Bereft of statistics, or even logic -- people are calling it "Death Island", or even calling for the island to be closed.

There are approximately 2,500 Thai people that live on the island, approximately 1,000 or so westerners who work primarily in the diving industry and estimates of over 4,000 Myanmar people who work the more menial jobs. The local government has estimated almost one million visitors each year and that does not include the thousands of day trippers that come from Samui each day.

The local community, based around the diving industry, maintains robust ecological programmes and Thailand's first plastic-free 7-Eleven stores are located here. The local government keeps the community abreast of changes to the island, such as waste disposal or new regulations for boats. There are police, tourist police, marine police and a solid group of soldiers all here -- up from only a handful five years ago.

The island was voted into the top 10 in the world in 2015 and 2016 on Trip Advisor and some of the best rated dive shops and even restaurants in Thailand on TripAdvisor are located here.

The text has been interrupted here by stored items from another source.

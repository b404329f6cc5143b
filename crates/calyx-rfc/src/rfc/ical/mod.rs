//! iCalendar (RFC 5545) values that feed recurrence computation.

pub mod core;
pub mod expand;
pub mod parse;
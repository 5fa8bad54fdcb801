use super::*;
use tempfile::TempDir;

#[test]
fn test_parse_minimal_config() {
    let config: PipelineConfig = serde_yaml::from_str("data_dir: data").unwrap();
    assert_eq!(config.data_dir, "data");
    assert_eq!(config.sources, SourcesConfig::default());
    assert!(config.database.is_ephemeral());
}

#[test]
fn test_parse_full_config() {
    let yaml = r#"
data_dir: /srv/football
sources:
  results: results_2024.csv
  goalscorers: scorers.csv
  shootouts: shootouts.csv
  former_names: names.csv
database:
  path: warehouse.duckdb
"#;
    let config: PipelineConfig = serde_yaml::from_str(yaml).unwrap();
    assert_eq!(config.sources.file_name(Relation::Result), "results_2024.csv");
    assert_eq!(config.sources.file_name(Relation::Goalscorer), "scorers.csv");
    assert_eq!(config.sources.file_name(Relation::FormerName), "names.csv");
    assert!(!config.database.is_ephemeral());

    let root = PathBuf::from("/tmp/project");
    assert_eq!(
        config.database_path(&root),
        Some(root.join("warehouse.duckdb"))
    );
}

#[test]
fn test_unknown_key_rejected() {
    let result: Result<PipelineConfig, _> = serde_yaml::from_str("data_dir: data\nport: 3000");
    assert!(result.is_err());
}

#[test]
fn test_source_paths_in_load_order() {
    let config = PipelineConfig::default();
    let root = PathBuf::from("/tmp/project");
    let paths = config.source_paths(&root);

    let relations: Vec<Relation> = paths.iter().map(|(r, _)| *r).collect();
    assert_eq!(relations, Relation::ALL.to_vec());
    assert_eq!(paths[0].1, root.join("data").join("results.csv"));
    assert_eq!(paths[3].1, root.join("data").join("former_names.csv"));
}

#[test]
fn test_ephemeral_database_has_no_path() {
    let config = PipelineConfig::default();
    assert_eq!(config.database_path(Path::new("/tmp")), None);
}

#[test]
fn test_validate_rejects_empty_source_name() {
    let yaml = "sources:\n  shootouts: \"\"\n";
    let config: PipelineConfig = serde_yaml::from_str(yaml).unwrap();
    let err = config.validate().unwrap_err();
    assert!(err.to_string().contains("sources.shootouts"));
}

#[test]
fn test_validate_rejects_empty_database_path() {
    let yaml = "database:\n  path: \"\"\n";
    let config: PipelineConfig = serde_yaml::from_str(yaml).unwrap();
    assert!(matches!(
        config.validate(),
        Err(CoreError::ConfigInvalid { .. })
    ));
}

#[test]
fn test_load_from_dir() {
    let dir = TempDir::new().unwrap();
    std::fs::write(
        dir.path().join("pitchdata.yml"),
        "data_dir: csv\ndatabase:\n  path: store.duckdb\n",
    )
    .unwrap();

    let config = PipelineConfig::load_from_dir(dir.path()).unwrap();
    assert_eq!(config.data_dir, "csv");
    assert_eq!(config.database.path, "store.duckdb");
}

#[test]
fn test_load_from_dir_yaml_extension() {
    let dir = TempDir::new().unwrap();
    std::fs::write(dir.path().join("pitchdata.yaml"), "data_dir: other\n").unwrap();

    let config = PipelineConfig::load_from_dir(dir.path()).unwrap();
    assert_eq!(config.data_dir, "other");
}

#[test]
fn test_load_from_dir_prefers_yml() {
    let dir = TempDir::new().unwrap();
    std::fs::write(dir.path().join("pitchdata.yml"), "data_dir: first\n").unwrap();
    std::fs::write(dir.path().join("pitchdata.yaml"), "data_dir: second\n").unwrap();

    let config = PipelineConfig::load_from_dir(dir.path()).unwrap();
    assert_eq!(config.data_dir, "first");
}

#[test]
fn test_load_missing_config() {
    let dir = TempDir::new().unwrap();
    let err = PipelineConfig::load_from_dir(dir.path()).unwrap_err();
    assert!(matches!(err, CoreError::ConfigNotFound { .. }));
}
//! In-memory referential store
//!
//! [`ReferentialStore`] holds the rows of the four relations in insertion
//! order. Each relation keeps a hash index from [`RowKey`] to row positions:
//! primary-key uniqueness and foreign-key existence are both checked with a
//! single lookup at insert time. Deletion is administrative and never checks
//! foreign keys.

use pd_core::{MatchKey, Relation, Row, RowKey};
use serde::{Deserialize, Serialize};
use std::collections::HashMap;
use thiserror::Error;

/// Rejection of a single row by the store
#[derive(Error, Debug, Clone, PartialEq, Eq)]
pub enum StoreError {
    /// A row with the same primary key already exists (S001)
    #[error("[S001] Duplicate key {key} in {relation}")]
    DuplicateKey { relation: Relation, key: String },

    /// The referenced `results` row does not exist (S002)
    #[error("[S002] Foreign key violation in {relation}: no {parent} row for {key}")]
    ForeignKeyViolation {
        relation: Relation,
        parent: Relation,
        key: MatchKey,
    },
}

/// What an upsert did with a row
#[derive(Debug, Clone, Copy, PartialEq, Eq)]
pub enum Upserted {
    Inserted,
    Replaced,
}

/// Row counts per relation
#[derive(Debug, Clone, Copy, Default, PartialEq, Eq, Serialize, Deserialize)]
pub struct RelationCounts {
    pub results: usize,
    pub goalscorers: usize,
    pub shootouts: usize,
    pub former_names: usize,
}

impl RelationCounts {
    pub fn get(&self, relation: Relation) -> usize {
        match relation {
            Relation::Result => self.results,
            Relation::Goalscorer => self.goalscorers,
            Relation::Shootout => self.shootouts,
            Relation::FormerName => self.former_names,
        }
    }

    pub fn set(&mut self, relation: Relation, count: usize) {
        match relation {
            Relation::Result => self.results = count,
            Relation::Goalscorer => self.goalscorers = count,
            Relation::Shootout => self.shootouts = count,
            Relation::FormerName => self.former_names = count,
        }
    }

    pub fn total(&self) -> usize {
        self.results + self.goalscorers + self.shootouts + self.former_names
    }
}

#[derive(Debug, Default)]
struct Table {
    rows: Vec<Row>,
    index: HashMap<RowKey, Vec<usize>>,
}

impl Table {
    fn contains(&self, key: &RowKey) -> bool {
        self.index.contains_key(key)
    }

    fn push(&mut self, key: RowKey, row: Row) {
        let pos = self.rows.len();
        self.rows.push(row);
        self.index.entry(key).or_default().push(pos);
    }

    fn clear(&mut self) {
        self.rows.clear();
        self.index.clear();
    }
}

/// Rows of all four relations with their key indexes
///
/// The store assumes a single writer; it is a plain owned value mutated
/// through `&mut self`.
#[derive(Debug, Default)]
pub struct ReferentialStore {
    tables: [Table; 4],
}

fn slot(relation: Relation) -> usize {
    match relation {
        Relation::Result => 0,
        Relation::Goalscorer => 1,
        Relation::Shootout => 2,
        Relation::FormerName => 3,
    }
}

impl ReferentialStore {
    pub fn new() -> Self {
        Self::default()
    }

    fn table(&self, relation: Relation) -> &Table {
        &self.tables[slot(relation)]
    }

    fn table_mut(&mut self, relation: Relation) -> &mut Table {
        &mut self.tables[slot(relation)]
    }

    fn check_parent(&self, row: &Row) -> Result<(), StoreError> {
        let (Some(key), Some(parent)) = (row.parent_key(), row.relation().parent()) else {
            return Ok(());
        };
        if self.table(parent).contains(&RowKey::Match(key.clone())) {
            return Ok(());
        }
        Err(StoreError::ForeignKeyViolation {
            relation: row.relation(),
            parent,
            key,
        })
    }

    /// Insert a row, rejecting primary-key duplicates and orphans.
    ///
    /// Never overwrites an existing row. Goalscorer rows have no primary key
    /// and are always appended.
    pub fn insert(&mut self, row: Row) -> Result<(), StoreError> {
        let relation = row.relation();
        if let Some(key) = row.primary_key() {
            if self.table(relation).contains(&key) {
                return Err(StoreError::DuplicateKey {
                    relation,
                    key: key.to_string(),
                });
            }
        }
        self.check_parent(&row)?;

        let key = row.index_key();
        self.table_mut(relation).push(key, row);
        Ok(())
    }

    /// Insert a row, replacing an existing row with the same key.
    ///
    /// Foreign keys are still enforced. For Goalscorer rows the key is the
    /// whole row, so upserting an identical row is a no-op.
    pub fn upsert(&mut self, row: Row) -> Result<Upserted, StoreError> {
        self.upsert_occurrence(row, 0)
    }

    /// Upsert a batch of rows, returning how many were applied.
    ///
    /// Identical Goalscorer rows inside one batch are matched by occurrence:
    /// the k-th copy in the batch replaces the k-th existing copy, or is
    /// appended when the store holds fewer. Restoring the same batch twice
    /// therefore leaves the store unchanged.
    pub fn upsert_all<I>(&mut self, rows: I) -> Result<usize, StoreError>
    where
        I: IntoIterator<Item = Row>,
    {
        let mut seen: HashMap<RowKey, usize> = HashMap::new();
        let mut applied = 0;
        for row in rows {
            let occurrence = if row.relation().has_primary_key() {
                0
            } else {
                let n = seen.entry(row.index_key()).or_insert(0);
                *n += 1;
                *n - 1
            };
            self.upsert_occurrence(row, occurrence)?;
            applied += 1;
        }
        Ok(applied)
    }

    fn upsert_occurrence(&mut self, row: Row, occurrence: usize) -> Result<Upserted, StoreError> {
        self.check_parent(&row)?;

        let key = row.index_key();
        let table = self.table_mut(row.relation());
        let existing = table
            .index
            .get(&key)
            .and_then(|positions| positions.get(occurrence))
            .copied();

        match existing {
            Some(pos) => {
                table.rows[pos] = row;
                Ok(Upserted::Replaced)
            }
            None => {
                table.push(key, row);
                Ok(Upserted::Inserted)
            }
        }
    }

    /// Point lookup by key
    pub fn get(&self, relation: Relation, key: &RowKey) -> Option<&Row> {
        let table = self.table(relation);
        let pos = *table.index.get(key)?.first()?;
        table.rows.get(pos)
    }

    /// Whether a row with this key exists
    pub fn contains(&self, relation: Relation, key: &RowKey) -> bool {
        self.table(relation).contains(key)
    }

    /// All rows of a relation in insertion order
    pub fn rows(&self, relation: Relation) -> &[Row] {
        &self.table(relation).rows
    }

    pub fn len(&self, relation: Relation) -> usize {
        self.table(relation).rows.len()
    }

    pub fn is_empty(&self) -> bool {
        self.tables.iter().all(|t| t.rows.is_empty())
    }

    /// Delete every row of one relation
    pub fn clear(&mut self, relation: Relation) {
        self.table_mut(relation).clear();
    }

    /// Delete every row, dependents before parents
    pub fn clear_all(&mut self) {
        for relation in Relation::DELETE_ORDER {
            self.clear(relation);
        }
    }

    pub fn counts(&self) -> RelationCounts {
        let mut counts = RelationCounts::default();
        for relation in Relation::ALL {
            counts.set(relation, self.len(relation));
        }
        counts
    }
}

#[cfg(test)]
#[path = "store_test.rs"]
mod tests;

More people have learnt to scuba dive on Koh Tao than anywhere else in the world for more than 10 years running. Clearly there is something to like as many tourists have made their reviews be known.

There are far more incidents of violent incidents every week on the neighbouring islands and Thailand as a whole than happen on Koh Tao. A quick look at www.farang-deaths.com highlights Bangkok, Chon Buri and Phuket are way higher statistically for foreigners to die than Surat Thani province.

I was here in 2015 and the way the double rape and murder (on Koh Tao) was handled split the local community and the subsequent investigation and use of the two Myanmar men is questionable. But that is the Thai legal system (not the Koh Tao legal system).

The issue I see people taking with an island, is something that is more akin to Thailand as a whole. The Royal Thai Police has issues with investigating crimes effectively? That's not Koh Tao -- that's Thailand. Perceived mafia or controlling families? Again every single village in Thailand has that problem. Lack of justice? Again Thailand as a whole.

I have seen more taxi/beach/tourist scams in Hua Hin or Koh Samui than that on Koh Tao. In fact every time someone shouts loud about Koh Tao being corrupt or the local authorities are corrupt -- apart from coming across as ignorant to facts and statistics; you are really saying "Thailand" and using "Koh Tao" as a twisted proxy.

There are a myriad of issues in Thailand reported every day in the Bangkok Post, from freedom of speech and political representation, to lack of reform in agencies that need them. The way the Royal Thai Police and other authorities operate is not a Koh Tao issue, it's a Thailand-wide issue so get your target right.

Timsahb
Same old Thai attitude

Re: "Overseas input sought on North tram project", (BP, Sept 10).

Spare us the details. Over the years we've read that overseas input has been sought for Bangkok's traffic problems, flood alleviation, training police investigators properly, reforming the education mess, etc.

More money is spent on committees formed to figure out the "how" of it all. No foreign suggestion has ever been taken seriously or followed, nothing has ever been implemented. You know why? Because it is the same old attitude. "We know best what is good for Thailand." So why bother? Build another ugly, concrete snake over the streets in the North, just like the ugly elevated train routes through Bangkok.